DESCRIPTION OF THE TASK
Copy every line from the data below in which the string "struct" can be found.

○ ○ ○ ○ ○ ○ ○

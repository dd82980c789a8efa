use std::collections::BTreeMap;
use std::path::PathBuf;
use std::time::Duration;

use serde::{Deserialize, Serialize};

use crate::pipeline::Stage;

/// How the compiler treats a `{token}` it cannot resolve.
#[derive(Debug, Clone, Copy, PartialEq, Eq, Default, Serialize, Deserialize)]
#[serde(rename_all = "lowercase")]
pub enum TokenPolicy {
    /// Warn and leave the placeholder in the command.
    #[default]
    Lenient,
    /// Fail resolution with `UnresolvedToken`.
    Strict,
}

/// Runner settings, read from `secpipe.yaml` in the catalog directory.
#[derive(Debug, Clone, Serialize, Deserialize)]
#[serde(default)]
pub struct Settings {
    pub pipeline_catalog: String,
    pub tool_catalog: String,
    pub log_dir: PathBuf,
    pub docker_binary: String,
    /// Seconds a single container may run before it is killed.
    pub docker_timeout: u64,
    pub helper_image: String,
    pub service_user: String,
    pub mount_root: String,
    pub sync_images: bool,
    pub token_policy: TokenPolicy,
}

impl Default for Settings {
    fn default() -> Self {
        Self {
            pipeline_catalog: "master.yaml".to_string(),
            tool_catalog: "secpipeline-config.yaml".to_string(),
            log_dir: PathBuf::from("./logs"),
            docker_binary: "docker".to_string(),
            docker_timeout: 3600,
            helper_image: "mtesauro/gasp-base:1.0.0".to_string(),
            service_user: "appsecpipeline:appsecpipeline".to_string(),
            mount_root: "/opt/appsecpipeline".to_string(),
            sync_images: true,
            token_policy: TokenPolicy::Lenient,
        }
    }
}

impl Settings {
    pub fn timeout(&self) -> Duration {
        Duration::from_secs(self.docker_timeout)
    }

    /// `mount_root` without a trailing slash.
    pub fn mount_root(&self) -> &str {
        let root = self.mount_root.trim_end_matches('/');
        if root.is_empty() { "/" } else { root }
    }
}

/// Declared type of a tool parameter.
#[derive(Debug, Clone, Copy, PartialEq, Eq, Default, Serialize, Deserialize)]
#[serde(rename_all = "lowercase")]
pub enum ParameterType {
    #[default]
    String,
    Int,
    Bool,
    Path,
    Url,
}

impl ParameterType {
    pub fn as_str(&self) -> &'static str {
        match self {
            ParameterType::String => "a string",
            ParameterType::Int => "an integer",
            ParameterType::Bool => "true or false",
            ParameterType::Path => "a path",
            ParameterType::Url => "a URL",
        }
    }

    /// Check a raw value against this type.
    pub fn accepts(&self, value: &str) -> bool {
        match self {
            ParameterType::String => true,
            ParameterType::Int => value.parse::<i64>().is_ok(),
            ParameterType::Bool => matches!(value, "true" | "false"),
            ParameterType::Path => !value.is_empty(),
            ParameterType::Url => value
                .split_once("://")
                .is_some_and(|(scheme, rest)| !scheme.is_empty() && !rest.is_empty()),
        }
    }
}

#[derive(Debug, Clone, Default, PartialEq, Eq, Serialize, Deserialize)]
#[serde(deny_unknown_fields)]
pub struct ParameterSpec {
    #[serde(rename = "type", default)]
    pub kind: ParameterType,
    #[serde(default)]
    pub description: String,
    #[serde(default)]
    pub required: bool,
    #[serde(default)]
    pub default: Option<String>,
}

/// One containerized tool from the tool catalog.
#[derive(Debug, Clone, PartialEq, Eq, Serialize, Deserialize)]
#[serde(deny_unknown_fields)]
pub struct ToolDefinition {
    #[serde(alias = "docker")]
    pub image: String,
    #[serde(default)]
    pub description: Option<String>,
    /// Phase templates (`pre`, `exec`, `report`, `post`) and auxiliary
    /// tokens such as `reportname`.
    #[serde(default)]
    pub commands: BTreeMap<String, String>,
    pub profiles: BTreeMap<String, String>,
    #[serde(default)]
    pub parameters: BTreeMap<String, ParameterSpec>,
}

impl ToolDefinition {
    pub fn command(&self, phase: &str) -> Option<&str> {
        self.commands
            .get(phase)
            .map(String::as_str)
            .filter(|c| !c.trim().is_empty())
    }

    pub fn has_profile(&self, profile: &str) -> bool {
        self.profiles.contains_key(profile)
    }
}

/// A `(tool, tool-profile)` pair inside a stage.
#[derive(Debug, Clone, PartialEq, Eq, Serialize, Deserialize)]
#[serde(deny_unknown_fields)]
pub struct StageEntry {
    pub tool: String,
    #[serde(rename = "tool-profile", alias = "tool_profile")]
    pub tool_profile: String,
}

impl StageEntry {
    pub fn new(tool: impl Into<String>, tool_profile: impl Into<String>) -> Self {
        Self {
            tool: tool.into(),
            tool_profile: tool_profile.into(),
        }
    }
}

/// A named pipeline from the pipeline catalog.
#[derive(Debug, Clone, Default, PartialEq, Eq, Serialize, Deserialize)]
#[serde(deny_unknown_fields)]
pub struct PipelineProfile {
    #[serde(default)]
    pub description: Option<String>,
    #[serde(default)]
    pub startup: Vec<StageEntry>,
    #[serde(default)]
    pub pipeline: Vec<StageEntry>,
    #[serde(default, rename = "final")]
    pub final_stage: Vec<StageEntry>,
    #[serde(default, rename = "runevery", alias = "run_every")]
    pub run_every: Vec<StageEntry>,
}

impl PipelineProfile {
    pub fn entries(&self, stage: Stage) -> &[StageEntry] {
        match stage {
            Stage::Startup => &self.startup,
            Stage::Pipeline => &self.pipeline,
            Stage::Final => &self.final_stage,
            Stage::RunEvery => &self.run_every,
        }
    }

    pub fn entries_mut(&mut self, stage: Stage) -> &mut Vec<StageEntry> {
        match stage {
            Stage::Startup => &mut self.startup,
            Stage::Pipeline => &mut self.pipeline,
            Stage::Final => &mut self.final_stage,
            Stage::RunEvery => &mut self.run_every,
        }
    }
}

/// Both catalogs, loaded once per process.
#[derive(Debug, Clone, Default)]
pub struct Catalogs {
    pub pipelines: BTreeMap<String, PipelineProfile>,
    pub tools: BTreeMap<String, ToolDefinition>,
}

○ ○ ○ ○ ○ ○ ○

RESPONSE TO THIS EXERCISE
pub struct Settings {
pub struct ParameterSpec {
pub struct ToolDefinition {
pub struct StageEntry {
pub struct PipelineProfile {
pub struct Catalogs {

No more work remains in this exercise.